The change that I was talking about is to, instead of having openhpid 
house all of the domains, to have multiple openhpids, each representing 
one domain. So we break the openhpid HPI instance into pieces at the 
domain level.

Now we need to add logic to libopenhpi.so to know how to connect to 
multiple daemons (which are now single domains). That involves making 
libopenhpi.so map domain ids to ip/port numbers in order to communicate 
with the domains (each now a daemon).

That logic is what I call the "domain connection manager", which would be 
transparent to the API user, except for maybe a configuration file which 
would have the domain id to ip/port map information, unless the mapping 
can be done differently.

With that, I think that the domain relationships (e.g. peer) described in 
the spec become more useful and meaningful.

> 
> My understanding is that there will be 2 instance of OpenHPI running
> on 2 different blades.  One of the instances will be connected to a 
> domain and the second instance will have a peer connection to the 
> same domain (same hardware).  Right?

The idea is that the application linking to libopenhpi.so can be connected 
to 2 domains (i.e. daemons) at the same time. Each one of these daemons 
can be running anywhere on the network. Domains themselves can be peers of 
one another. Peer domains give you access to the same set of hardware 
resources. How these domains access hardware depends on the OpenHPI plugin 
they use. Peer domains don't necessarily have to be using the same plugin 
or same plugin configuration. One could be using a local-based plugin, 
another a network-based plugin to get to the same hardware.

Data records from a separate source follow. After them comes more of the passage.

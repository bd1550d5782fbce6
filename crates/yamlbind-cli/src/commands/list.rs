//! `list`: marked declarations with their classified members, as text or
//! JSON.

use std::path::PathBuf;

use serde::Serialize;
use yamlbind_codegen::{classify, diagnostics, discover, index::DeclIndex, marker_matches, parse};
use yamlbind_core::{Decl, EnumConstant, Field};

use super::input;

#[derive(Clone, Copy, Debug, Default, PartialEq, Eq)]
pub enum ListFormat {
    #[default]
    Text,
    Json,
}

pub struct ListArgs {
    pub input: Option<PathBuf>,
    pub format: ListFormat,
    pub color: bool,
}

#[derive(Serialize)]
struct ListEntry {
    kind: &'static str,
    name: String,
    #[serde(skip_serializing_if = "Option::is_none")]
    fields: Option<Vec<Field>>,
    #[serde(skip_serializing_if = "Option::is_none")]
    constants: Option<Vec<EnumConstant>>,
}

pub fn run(args: ListArgs) {
    let path = args.input.expect("clap enforces the input argument");
    let (source, display) = input::load(&path).unwrap_or_else(|msg| {
        eprintln!("error: {msg}");
        std::process::exit(1);
    });

    let unit = match parse(&source) {
        Ok(unit) => unit,
        Err(parse_error) => {
            eprint!(
                "{}",
                diagnostics::render_parse_error(&source, Some(&display), &parse_error, args.color)
            );
            eprintln!();
            std::process::exit(1);
        }
    };

    let index = DeclIndex::build(&unit);
    let mut entries = Vec::new();
    for (decl, scope) in discover(&unit) {
        let matches = marker_matches(decl).unwrap_or_else(|e| {
            eprintln!("error: {e}");
            std::process::exit(1);
        });
        if !matches {
            continue;
        }
        let entry = match decl {
            Decl::Record(record) => ListEntry {
                kind: "record",
                name: scope.qualified(&record.name),
                fields: Some(classify::public_fields(record, &index, &scope)),
                constants: None,
            },
            Decl::Enum(e) => ListEntry {
                kind: "enum",
                name: scope.qualified(&e.name),
                fields: None,
                constants: Some(classify::enum_constants(e, &scope)),
            },
        };
        entries.push(entry);
    }

    match args.format {
        ListFormat::Json => {
            let json = serde_json::to_string_pretty(&entries).expect("entries serialize");
            println!("{json}");
        }
        ListFormat::Text => print_text(&entries),
    }
}

fn print_text(entries: &[ListEntry]) {
    for entry in entries {
        println!("{} {}", entry.kind, entry.name);
        if let Some(fields) = &entry.fields {
            for field in fields {
                let default = if field.has_default { " (default)" } else { "" };
                println!("  {}: {}{default}", field.name, field.type_name);
            }
        }
        if let Some(constants) = &entry.constants {
            for constant in constants {
                println!("  {}", constant.name);
            }
        }
    }
}
//! Classified member views consumed by the code emitter.

use serde::Serialize;

/// A serializable field of a record: public visibility, resolved canonical
/// type name, and whether an in-place default makes its decode key optional.
#[derive(Debug, Clone, PartialEq, Eq, Serialize)]
pub struct Field {
    pub name: String,
    pub type_name: String,
    pub has_default: bool,
}

/// An enumerator with the fully scoped reference usable in generated code.
#[derive(Debug, Clone, PartialEq, Eq, Serialize)]
pub struct EnumConstant {
    pub name: String,
    pub qualified_name: String,
}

> Where will be the ?RAM? data 
> storing all the information.   II am not sure to fully understand 
> how this will work but really interested in more discussions.

The domain instances (daemon processes) hold the domain data. Some of this 
can be persisted to disk (e.g. domain alarm table, domain event log) in 
order to survive a domain restart.

> 
> We might be interested in contributing to OpenHPI to add this 
> functionality.  Is it something OpenHPI might be interested.  Do you
> think that OpenHPI developers might help doing and supporting it.

Yes, we would be interested in a contribution like this. I'd be able to 
provide help on this.

> 
> By the way, do you have any other documentation than the HPI manual.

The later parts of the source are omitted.